▶ TASK STATEMENT
Copy every line from the data below in which the string "cache" can be found.
>>>
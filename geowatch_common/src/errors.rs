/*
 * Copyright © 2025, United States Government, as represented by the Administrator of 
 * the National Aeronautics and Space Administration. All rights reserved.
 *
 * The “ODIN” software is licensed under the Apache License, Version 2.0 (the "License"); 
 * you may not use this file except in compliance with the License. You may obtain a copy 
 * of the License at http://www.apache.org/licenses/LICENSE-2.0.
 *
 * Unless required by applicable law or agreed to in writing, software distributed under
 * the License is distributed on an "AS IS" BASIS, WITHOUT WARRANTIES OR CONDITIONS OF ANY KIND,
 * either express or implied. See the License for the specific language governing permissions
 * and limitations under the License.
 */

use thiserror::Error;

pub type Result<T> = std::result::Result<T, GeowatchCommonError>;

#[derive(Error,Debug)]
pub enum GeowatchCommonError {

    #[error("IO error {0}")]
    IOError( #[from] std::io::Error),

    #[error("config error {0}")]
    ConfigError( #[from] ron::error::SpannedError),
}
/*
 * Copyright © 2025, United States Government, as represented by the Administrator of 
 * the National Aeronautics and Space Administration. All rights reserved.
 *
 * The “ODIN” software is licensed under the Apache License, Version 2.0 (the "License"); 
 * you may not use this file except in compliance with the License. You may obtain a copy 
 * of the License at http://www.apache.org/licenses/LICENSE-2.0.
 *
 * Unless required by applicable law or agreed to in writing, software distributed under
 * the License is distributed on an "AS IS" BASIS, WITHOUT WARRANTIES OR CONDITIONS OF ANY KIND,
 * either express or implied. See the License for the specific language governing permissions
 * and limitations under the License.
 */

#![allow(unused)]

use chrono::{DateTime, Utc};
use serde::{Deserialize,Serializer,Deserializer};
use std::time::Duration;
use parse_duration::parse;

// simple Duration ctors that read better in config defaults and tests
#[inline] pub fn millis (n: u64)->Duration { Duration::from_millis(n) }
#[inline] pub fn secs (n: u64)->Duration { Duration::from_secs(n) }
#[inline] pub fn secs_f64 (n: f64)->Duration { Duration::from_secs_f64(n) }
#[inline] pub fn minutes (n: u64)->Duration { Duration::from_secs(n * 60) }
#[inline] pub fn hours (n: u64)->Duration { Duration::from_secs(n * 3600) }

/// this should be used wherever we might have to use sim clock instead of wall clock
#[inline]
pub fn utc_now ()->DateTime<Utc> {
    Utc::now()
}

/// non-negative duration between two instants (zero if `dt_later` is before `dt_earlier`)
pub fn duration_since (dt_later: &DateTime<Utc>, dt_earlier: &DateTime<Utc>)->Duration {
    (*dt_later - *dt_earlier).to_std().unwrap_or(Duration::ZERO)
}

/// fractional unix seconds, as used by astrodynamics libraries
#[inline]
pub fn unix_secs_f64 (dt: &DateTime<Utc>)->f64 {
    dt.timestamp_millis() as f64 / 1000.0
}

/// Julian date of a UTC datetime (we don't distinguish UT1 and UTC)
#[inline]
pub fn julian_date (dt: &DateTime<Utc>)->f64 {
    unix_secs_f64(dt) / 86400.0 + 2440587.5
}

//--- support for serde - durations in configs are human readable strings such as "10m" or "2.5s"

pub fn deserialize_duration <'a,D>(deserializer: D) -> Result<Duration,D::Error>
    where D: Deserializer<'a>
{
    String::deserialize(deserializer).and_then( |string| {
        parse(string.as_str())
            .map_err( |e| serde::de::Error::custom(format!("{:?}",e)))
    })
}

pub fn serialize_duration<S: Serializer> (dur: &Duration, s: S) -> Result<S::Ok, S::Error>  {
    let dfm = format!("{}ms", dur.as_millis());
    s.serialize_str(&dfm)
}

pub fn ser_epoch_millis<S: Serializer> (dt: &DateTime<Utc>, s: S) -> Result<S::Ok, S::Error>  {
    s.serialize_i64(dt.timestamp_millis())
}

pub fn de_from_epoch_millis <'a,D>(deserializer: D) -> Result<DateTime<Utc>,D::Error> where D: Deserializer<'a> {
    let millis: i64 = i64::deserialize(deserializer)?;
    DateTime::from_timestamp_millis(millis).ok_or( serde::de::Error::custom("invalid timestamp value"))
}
<<<
>>>
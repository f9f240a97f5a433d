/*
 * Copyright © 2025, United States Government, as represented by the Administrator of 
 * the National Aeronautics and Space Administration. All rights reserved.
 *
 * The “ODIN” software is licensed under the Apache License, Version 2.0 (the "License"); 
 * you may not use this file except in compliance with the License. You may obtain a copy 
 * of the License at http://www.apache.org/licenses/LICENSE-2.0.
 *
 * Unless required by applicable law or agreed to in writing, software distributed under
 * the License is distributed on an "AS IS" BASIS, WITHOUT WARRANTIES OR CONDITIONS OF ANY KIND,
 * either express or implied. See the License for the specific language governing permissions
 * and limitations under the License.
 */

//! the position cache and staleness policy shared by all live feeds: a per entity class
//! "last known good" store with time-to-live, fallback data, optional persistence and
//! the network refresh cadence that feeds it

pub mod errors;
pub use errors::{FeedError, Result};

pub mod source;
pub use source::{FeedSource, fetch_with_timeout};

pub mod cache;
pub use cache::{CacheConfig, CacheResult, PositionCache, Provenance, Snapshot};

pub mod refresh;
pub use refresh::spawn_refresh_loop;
<<<
>>>
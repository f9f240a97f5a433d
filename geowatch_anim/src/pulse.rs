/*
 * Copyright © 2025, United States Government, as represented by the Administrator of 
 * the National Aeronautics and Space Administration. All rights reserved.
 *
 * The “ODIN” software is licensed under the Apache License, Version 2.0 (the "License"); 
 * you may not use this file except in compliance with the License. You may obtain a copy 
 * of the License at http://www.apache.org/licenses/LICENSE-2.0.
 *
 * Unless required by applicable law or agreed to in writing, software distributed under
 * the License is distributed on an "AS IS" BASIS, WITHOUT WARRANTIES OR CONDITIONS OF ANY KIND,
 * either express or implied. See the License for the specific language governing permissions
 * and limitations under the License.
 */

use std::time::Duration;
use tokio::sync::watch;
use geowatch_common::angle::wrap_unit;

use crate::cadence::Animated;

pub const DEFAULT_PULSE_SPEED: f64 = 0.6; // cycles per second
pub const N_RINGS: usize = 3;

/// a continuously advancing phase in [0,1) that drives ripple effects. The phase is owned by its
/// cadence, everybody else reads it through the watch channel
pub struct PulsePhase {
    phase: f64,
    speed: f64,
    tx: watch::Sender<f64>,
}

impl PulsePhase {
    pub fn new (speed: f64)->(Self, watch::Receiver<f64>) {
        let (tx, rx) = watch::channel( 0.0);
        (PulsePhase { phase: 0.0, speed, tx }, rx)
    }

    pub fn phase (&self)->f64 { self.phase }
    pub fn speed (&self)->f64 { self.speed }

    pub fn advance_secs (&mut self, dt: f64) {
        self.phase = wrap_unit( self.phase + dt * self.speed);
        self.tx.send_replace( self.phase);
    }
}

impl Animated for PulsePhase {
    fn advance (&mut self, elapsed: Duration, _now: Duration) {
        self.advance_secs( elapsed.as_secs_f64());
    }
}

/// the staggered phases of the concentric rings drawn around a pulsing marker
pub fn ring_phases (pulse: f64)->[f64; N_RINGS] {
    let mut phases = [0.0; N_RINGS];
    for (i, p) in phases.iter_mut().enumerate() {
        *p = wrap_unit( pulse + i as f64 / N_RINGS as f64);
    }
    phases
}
<<<
▶ WRITTEN REPLY
//! the position cache and staleness policy shared by all live feeds: a per entity class
pub mod cache;
pub use cache::{CacheConfig, CacheResult, PositionCache, Provenance, Snapshot};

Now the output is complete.